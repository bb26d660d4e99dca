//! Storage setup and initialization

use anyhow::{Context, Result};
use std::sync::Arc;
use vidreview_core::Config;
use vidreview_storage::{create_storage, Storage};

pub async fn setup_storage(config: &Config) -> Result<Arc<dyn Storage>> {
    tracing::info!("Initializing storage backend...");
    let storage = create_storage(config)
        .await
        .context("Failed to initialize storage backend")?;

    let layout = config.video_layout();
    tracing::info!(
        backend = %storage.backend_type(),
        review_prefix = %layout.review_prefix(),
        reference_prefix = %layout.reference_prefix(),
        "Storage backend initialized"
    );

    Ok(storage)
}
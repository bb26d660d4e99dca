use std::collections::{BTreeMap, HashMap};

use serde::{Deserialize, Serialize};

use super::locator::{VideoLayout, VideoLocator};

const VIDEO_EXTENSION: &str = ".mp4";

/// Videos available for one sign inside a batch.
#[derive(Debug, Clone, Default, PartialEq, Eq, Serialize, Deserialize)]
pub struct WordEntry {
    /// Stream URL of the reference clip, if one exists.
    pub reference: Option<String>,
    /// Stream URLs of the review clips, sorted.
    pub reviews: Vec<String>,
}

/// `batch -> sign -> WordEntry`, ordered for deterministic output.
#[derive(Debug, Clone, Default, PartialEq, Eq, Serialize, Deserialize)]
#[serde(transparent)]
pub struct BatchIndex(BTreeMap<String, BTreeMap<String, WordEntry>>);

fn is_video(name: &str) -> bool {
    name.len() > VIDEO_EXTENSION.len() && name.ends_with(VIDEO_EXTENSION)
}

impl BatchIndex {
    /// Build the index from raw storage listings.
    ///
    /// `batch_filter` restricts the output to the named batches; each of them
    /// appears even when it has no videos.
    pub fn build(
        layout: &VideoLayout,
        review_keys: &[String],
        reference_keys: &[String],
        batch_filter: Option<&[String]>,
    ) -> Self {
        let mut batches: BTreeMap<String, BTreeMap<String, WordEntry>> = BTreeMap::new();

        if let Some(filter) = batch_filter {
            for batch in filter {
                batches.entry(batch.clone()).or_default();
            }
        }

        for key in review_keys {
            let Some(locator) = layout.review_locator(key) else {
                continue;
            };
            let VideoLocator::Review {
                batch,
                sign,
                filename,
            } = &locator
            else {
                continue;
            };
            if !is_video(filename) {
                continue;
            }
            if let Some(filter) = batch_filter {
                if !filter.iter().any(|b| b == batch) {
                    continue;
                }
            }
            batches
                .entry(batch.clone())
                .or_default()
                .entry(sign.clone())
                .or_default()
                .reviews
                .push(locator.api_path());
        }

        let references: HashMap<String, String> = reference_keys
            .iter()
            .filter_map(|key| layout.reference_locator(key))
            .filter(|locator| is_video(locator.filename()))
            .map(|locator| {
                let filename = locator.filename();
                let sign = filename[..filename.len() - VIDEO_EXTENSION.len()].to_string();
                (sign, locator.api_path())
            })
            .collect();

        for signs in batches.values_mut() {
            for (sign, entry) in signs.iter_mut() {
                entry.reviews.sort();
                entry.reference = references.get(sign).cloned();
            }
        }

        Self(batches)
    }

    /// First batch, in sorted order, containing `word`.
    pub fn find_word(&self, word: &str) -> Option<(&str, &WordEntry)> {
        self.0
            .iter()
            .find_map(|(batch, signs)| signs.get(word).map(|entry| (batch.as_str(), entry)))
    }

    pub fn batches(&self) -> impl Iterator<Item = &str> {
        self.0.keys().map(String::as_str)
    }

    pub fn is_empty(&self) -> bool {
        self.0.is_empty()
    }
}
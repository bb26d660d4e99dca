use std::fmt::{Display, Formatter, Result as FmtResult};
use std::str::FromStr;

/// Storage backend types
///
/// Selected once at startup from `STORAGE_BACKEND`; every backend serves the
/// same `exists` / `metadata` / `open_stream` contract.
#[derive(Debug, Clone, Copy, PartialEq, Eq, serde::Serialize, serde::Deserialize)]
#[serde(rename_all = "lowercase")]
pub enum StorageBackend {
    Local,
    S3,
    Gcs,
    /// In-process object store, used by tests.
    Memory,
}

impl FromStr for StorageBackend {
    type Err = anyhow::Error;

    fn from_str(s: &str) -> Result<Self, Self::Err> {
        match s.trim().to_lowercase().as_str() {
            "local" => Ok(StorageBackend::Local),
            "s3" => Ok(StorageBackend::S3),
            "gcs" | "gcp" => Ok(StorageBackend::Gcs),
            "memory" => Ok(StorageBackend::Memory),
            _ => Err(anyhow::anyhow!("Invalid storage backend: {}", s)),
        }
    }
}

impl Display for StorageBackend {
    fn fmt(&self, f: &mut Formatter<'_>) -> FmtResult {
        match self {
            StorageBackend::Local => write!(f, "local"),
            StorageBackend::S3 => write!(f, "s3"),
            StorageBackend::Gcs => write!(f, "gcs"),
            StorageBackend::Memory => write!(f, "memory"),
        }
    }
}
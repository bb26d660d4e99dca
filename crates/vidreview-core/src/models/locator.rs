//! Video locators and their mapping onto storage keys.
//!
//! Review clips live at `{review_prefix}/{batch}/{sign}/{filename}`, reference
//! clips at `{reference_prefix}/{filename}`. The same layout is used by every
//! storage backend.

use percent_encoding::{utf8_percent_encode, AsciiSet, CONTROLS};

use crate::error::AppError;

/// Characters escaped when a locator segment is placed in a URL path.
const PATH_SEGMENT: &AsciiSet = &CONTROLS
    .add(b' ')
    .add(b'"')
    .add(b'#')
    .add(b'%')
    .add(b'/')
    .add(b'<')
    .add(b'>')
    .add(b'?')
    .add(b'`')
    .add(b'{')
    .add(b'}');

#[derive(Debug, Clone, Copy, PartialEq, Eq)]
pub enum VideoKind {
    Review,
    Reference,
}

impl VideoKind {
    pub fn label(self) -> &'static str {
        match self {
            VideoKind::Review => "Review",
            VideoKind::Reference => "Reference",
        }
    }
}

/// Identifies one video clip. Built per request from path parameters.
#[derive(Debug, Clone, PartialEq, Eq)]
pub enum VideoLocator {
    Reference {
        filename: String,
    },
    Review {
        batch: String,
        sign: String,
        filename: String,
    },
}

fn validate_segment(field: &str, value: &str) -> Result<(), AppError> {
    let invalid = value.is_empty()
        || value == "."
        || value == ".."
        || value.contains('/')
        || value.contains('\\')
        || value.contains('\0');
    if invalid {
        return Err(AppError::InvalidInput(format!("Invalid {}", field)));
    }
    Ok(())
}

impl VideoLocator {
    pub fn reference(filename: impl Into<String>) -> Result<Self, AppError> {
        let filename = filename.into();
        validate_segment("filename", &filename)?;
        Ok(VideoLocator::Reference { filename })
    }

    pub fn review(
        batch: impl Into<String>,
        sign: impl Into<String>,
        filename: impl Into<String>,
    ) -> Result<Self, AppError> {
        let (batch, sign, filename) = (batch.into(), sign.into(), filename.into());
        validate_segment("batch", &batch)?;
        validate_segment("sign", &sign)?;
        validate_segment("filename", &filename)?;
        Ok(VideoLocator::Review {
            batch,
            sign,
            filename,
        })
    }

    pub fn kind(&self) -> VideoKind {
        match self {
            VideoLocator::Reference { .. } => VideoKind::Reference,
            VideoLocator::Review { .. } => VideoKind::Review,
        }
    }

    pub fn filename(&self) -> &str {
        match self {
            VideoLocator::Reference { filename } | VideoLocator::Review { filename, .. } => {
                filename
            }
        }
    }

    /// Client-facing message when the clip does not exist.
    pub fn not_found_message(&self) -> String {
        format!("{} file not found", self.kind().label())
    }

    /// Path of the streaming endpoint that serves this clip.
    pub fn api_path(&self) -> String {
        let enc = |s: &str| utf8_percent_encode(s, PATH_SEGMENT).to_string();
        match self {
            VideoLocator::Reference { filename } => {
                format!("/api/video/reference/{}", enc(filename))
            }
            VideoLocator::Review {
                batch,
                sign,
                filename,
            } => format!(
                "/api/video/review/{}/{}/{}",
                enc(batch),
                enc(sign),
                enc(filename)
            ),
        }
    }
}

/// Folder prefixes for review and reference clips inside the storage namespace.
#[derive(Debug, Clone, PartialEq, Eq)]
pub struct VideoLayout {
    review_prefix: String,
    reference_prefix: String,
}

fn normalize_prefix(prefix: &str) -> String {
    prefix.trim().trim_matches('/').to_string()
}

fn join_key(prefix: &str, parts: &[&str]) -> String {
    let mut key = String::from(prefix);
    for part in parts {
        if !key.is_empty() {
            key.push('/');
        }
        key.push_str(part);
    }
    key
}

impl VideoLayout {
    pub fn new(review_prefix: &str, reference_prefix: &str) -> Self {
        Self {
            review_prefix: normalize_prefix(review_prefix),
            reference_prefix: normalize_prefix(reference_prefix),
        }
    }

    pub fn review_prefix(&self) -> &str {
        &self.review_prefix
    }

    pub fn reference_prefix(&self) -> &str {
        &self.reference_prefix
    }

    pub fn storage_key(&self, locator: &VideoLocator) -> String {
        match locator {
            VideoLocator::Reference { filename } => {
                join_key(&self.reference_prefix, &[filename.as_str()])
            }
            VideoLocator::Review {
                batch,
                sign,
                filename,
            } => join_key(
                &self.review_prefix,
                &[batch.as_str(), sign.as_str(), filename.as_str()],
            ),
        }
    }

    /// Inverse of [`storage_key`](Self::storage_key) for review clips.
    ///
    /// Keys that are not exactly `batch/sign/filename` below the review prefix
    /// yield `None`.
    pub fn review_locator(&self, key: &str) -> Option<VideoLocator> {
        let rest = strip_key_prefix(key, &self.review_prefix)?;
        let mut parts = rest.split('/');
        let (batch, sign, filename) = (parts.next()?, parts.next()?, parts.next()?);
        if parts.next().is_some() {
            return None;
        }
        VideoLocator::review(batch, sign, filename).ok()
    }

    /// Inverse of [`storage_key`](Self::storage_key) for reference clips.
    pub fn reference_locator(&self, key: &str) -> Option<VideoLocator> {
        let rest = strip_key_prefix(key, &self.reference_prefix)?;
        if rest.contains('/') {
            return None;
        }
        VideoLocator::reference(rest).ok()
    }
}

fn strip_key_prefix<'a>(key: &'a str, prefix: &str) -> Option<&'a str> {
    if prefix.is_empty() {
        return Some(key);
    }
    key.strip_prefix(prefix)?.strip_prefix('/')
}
--------------------------------
* EXERCISE INSTRUCTIONS
Find "VideoKind" in the preceding records. Copy each line that holds it.

* WORKED SOLUTION
pub enum VideoKind {
impl VideoKind {
            VideoKind::Review => "Review",
            VideoKind::Reference => "Reference",
    pub fn kind(&self) -> VideoKind {
            VideoLocator::Reference { .. } => VideoKind::Reference,
            VideoLocator::Review { .. } => VideoKind::Review,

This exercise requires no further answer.